[Collected data]
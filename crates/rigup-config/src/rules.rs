//! File-type loader rules.
//!
//! Rules are an ordered list; for a given file the first matching rule wins,
//! pre-rules before normal rules. Loader steps inside a rule are listed in
//! engine order: the last listed loader runs first.

use std::path::{Path, PathBuf};

use regex::Regex;
use serde::{Deserialize, Serialize};
use serde_json::{json, Value};

use crate::error::{ConfigError, Result};
use crate::mode::BuildMode;
use crate::output::static_asset_name;

/// Assets at or below this size (bytes) are inlined as data URLs; larger ones
/// are emitted as files.
pub const INLINE_LIMIT: u64 = 8192;

/// One loader invocation with its pass-through options.
#[derive(Debug, Clone, PartialEq, Serialize, Deserialize)]
pub struct LoaderStep {
    pub loader: String,

    #[serde(default, skip_serializing_if = "Value::is_null")]
    pub options: Value,
}

impl LoaderStep {
    pub fn new(loader: impl Into<String>) -> Self {
        Self {
            loader: loader.into(),
            options: Value::Null,
        }
    }

    pub fn with_options(loader: impl Into<String>, options: Value) -> Self {
        Self {
            loader: loader.into(),
            options,
        }
    }
}

/// A (test, exclude, include, loader-chain) tuple.
#[derive(Debug, Clone, PartialEq, Serialize, Deserialize)]
pub struct LoaderRule {
    /// Regex matched against the file path.
    pub test: String,

    /// Paths matching this regex never hit the rule.
    #[serde(default, skip_serializing_if = "Option::is_none")]
    pub exclude: Option<String>,

    /// When non-empty, the file must live under one of these directories.
    #[serde(default, skip_serializing_if = "Vec::is_empty")]
    pub include: Vec<PathBuf>,

    /// Pre-rules run before all normal rules.
    #[serde(default, skip_serializing_if = "std::ops::Not::not")]
    pub pre: bool,

    /// Loader chain, listed in engine order (last listed runs first).
    pub steps: Vec<LoaderStep>,
}

impl LoaderRule {
    pub fn new(test: impl Into<String>, steps: Vec<LoaderStep>) -> Self {
        Self {
            test: test.into(),
            exclude: None,
            include: Vec::new(),
            pre: false,
            steps,
        }
    }

    pub fn exclude(mut self, pattern: impl Into<String>) -> Self {
        self.exclude = Some(pattern.into());
        self
    }

    pub fn include(mut self, dir: impl Into<PathBuf>) -> Self {
        self.include.push(dir.into());
        self
    }

    pub fn pre(mut self) -> Self {
        self.pre = true;
        self
    }

    /// Whether this rule applies to `path`.
    ///
    /// # Errors
    ///
    /// Returns [`ConfigError::InvalidPattern`] if the test or exclude
    /// pattern does not compile.
    pub fn matches(&self, path: &str) -> Result<bool> {
        if !compile(&self.test)?.is_match(path) {
            return Ok(false);
        }
        if let Some(exclude) = &self.exclude {
            if compile(exclude)?.is_match(path) {
                return Ok(false);
            }
        }
        if !self.include.is_empty() {
            let candidate = Path::new(path);
            if !self.include.iter().any(|dir| candidate.starts_with(dir)) {
                return Ok(false);
            }
        }
        Ok(true)
    }
}

fn compile(pattern: &str) -> Result<Regex> {
    Regex::new(pattern).map_err(|source| ConfigError::InvalidPattern {
        pattern: pattern.to_string(),
        source,
    })
}

/// Select the first rule applying to `path`: pre-rules in registration
/// order, then normal rules in registration order.
pub fn first_match<'a>(rules: &'a [LoaderRule], path: &str) -> Result<Option<&'a LoaderRule>> {
    for rule in rules.iter().filter(|r| r.pre) {
        if rule.matches(path)? {
            return Ok(Some(rule));
        }
    }
    for rule in rules.iter().filter(|r| !r.pre) {
        if rule.matches(path)? {
            return Ok(Some(rule));
        }
    }
    Ok(None)
}

/// The style loader chain for a mode.
///
/// Development prepends the live-inject loader; production prepends the
/// extraction loader. Both parse CSS with import resolution and post-process
/// with source maps.
pub fn style_loader_chain(mode: BuildMode) -> Vec<LoaderStep> {
    let head = match mode {
        BuildMode::Development => LoaderStep::new("style-loader"),
        BuildMode::Production => LoaderStep::new("css-extract-loader"),
    };
    vec![
        head,
        LoaderStep::with_options("css-loader", json!({ "import_loaders": 1 })),
        LoaderStep::with_options("postcss-loader", json!({ "source_map": true })),
    ]
}

/// The full ordered rule list for a mode and project root.
pub fn rules_for(mode: BuildMode, root: &Path) -> Vec<LoaderRule> {
    let image_name = static_asset_name(mode, "images");
    let font_name = static_asset_name(mode, "fonts");

    vec![
        // Lint pre-rule: fails the build on lint errors before anything
        // else touches the file.
        LoaderRule::new(
            r"\.(js|jsx)$",
            vec![LoaderStep::with_options(
                "eslint-loader",
                json!({ "cache": true, "fail_on_error": true }),
            )],
        )
        .exclude("node_modules")
        .pre(),
        LoaderRule::new(
            r"\.jsx?$",
            vec![
                LoaderStep::new("babel-loader"),
                LoaderStep::new("eslint-loader"),
            ],
        )
        .exclude("node_modules")
        .include(root.join("src")),
        LoaderRule::new(r"(?i)\.css$", style_loader_chain(mode)),
        LoaderRule::new(
            r"\.(png|jpe?g|gif|svg)(\?.*)?$",
            vec![LoaderStep::with_options(
                "url-loader",
                json!({
                    "limit": INLINE_LIMIT,
                    "name": image_name,
                    "fallback": {
                        "loader": "file-loader",
                        "options": { "name": image_name },
                    },
                }),
            )],
        )
        .exclude("node_modules")
        .include(root.join("src/images")),
        LoaderRule::new(
            r"\.(woff|eot|ttf|svg|gif)$",
            vec![LoaderStep::with_options(
                "url-loader",
                json!({ "limit": INLINE_LIMIT, "name": font_name }),
            )],
        ),
    ]
}

#[cfg(test)]
mod tests {
    use super::*;

    #[test]
    fn script_rule_skips_node_modules() {
        let rules = rules_for(BuildMode::Development, Path::new("/proj"));
        let script = &rules[1];
        assert!(script.matches("/proj/src/app.jsx").unwrap());
        assert!(!script.matches("/proj/node_modules/react/index.js").unwrap());
        assert!(!script.matches("/proj/tools/gen.js").unwrap(), "outside include");
    }

    #[test]
    fn pre_rule_wins_for_scripts() {
        let rules = rules_for(BuildMode::Development, Path::new("/proj"));
        let hit = first_match(&rules, "/proj/src/app.jsx").unwrap().unwrap();
        assert!(hit.pre);
        assert_eq!(hit.steps[0].loader, "eslint-loader");
    }

    #[test]
    fn css_match_is_case_insensitive() {
        let rules = rules_for(BuildMode::Development, Path::new("/proj"));
        let css = &rules[2];
        assert!(css.matches("/proj/src/styles/App.CSS").unwrap());
    }

    #[test]
    fn style_chain_heads_differ_by_mode() {
        let dev = style_loader_chain(BuildMode::Development);
        let prod = style_loader_chain(BuildMode::Production);
        assert_eq!(dev[0].loader, "style-loader");
        assert_eq!(prod[0].loader, "css-extract-loader");
        // shared tail: parse, then post-process with source maps
        for chain in [&dev, &prod] {
            assert_eq!(chain[1].loader, "css-loader");
            assert_eq!(chain[2].loader, "postcss-loader");
            assert_eq!(chain[2].options["source_map"], json!(true));
        }
    }

    #[test]
    fn image_rule_inlines_below_limit_with_file_fallback() {
        let rules = rules_for(BuildMode::Production, Path::new("/proj"));
        let images = &rules[3];
        assert!(images.matches("/proj/src/images/logo.png").unwrap());
        assert!(images.matches("/proj/src/images/logo.svg?v=2").unwrap());
        let options = &images.steps[0].options;
        assert_eq!(options["limit"], json!(INLINE_LIMIT));
        assert_eq!(options["fallback"]["loader"], json!("file-loader"));
        assert_eq!(
            options["name"],
            json!("static/images/[name].[hash:8].[ext]")
        );
    }

    #[test]
    fn font_rule_matches_anywhere() {
        let rules = rules_for(BuildMode::Development, Path::new("/proj"));
        let fonts = &rules[4];
        assert!(fonts.matches("/proj/src/fonts/inter.woff").unwrap());
        assert!(fonts
            .matches("/proj/node_modules/lib/icons.ttf")
            .unwrap());
    }

    #[test]
    fn svg_prefers_image_rule_over_font_rule() {
        let rules = rules_for(BuildMode::Development, Path::new("/proj"));
        let hit = first_match(&rules, "/proj/src/images/icon.svg")
            .unwrap()
            .unwrap();
        assert_eq!(
            hit.steps[0].options["name"],
            json!("static/images/[name].[ext]")
        );
    }

    #[test]
    fn invalid_pattern_is_reported() {
        let rule = LoaderRule::new(r"\.(js$", vec![LoaderStep::new("babel-loader")]);
        let err = rule.matches("src/app.js").unwrap_err();
        assert!(matches!(err, ConfigError::InvalidPattern { .. }));
    }
}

WORK TO COMPLETE → Search the entries for the word "normal" and copy every line that holds it.

SOLUTION →
//! pre-rules before normal rules. Loader steps inside a rule are listed in
    /// Pre-rules run before all normal rules.
/// order, then normal rules in registration order.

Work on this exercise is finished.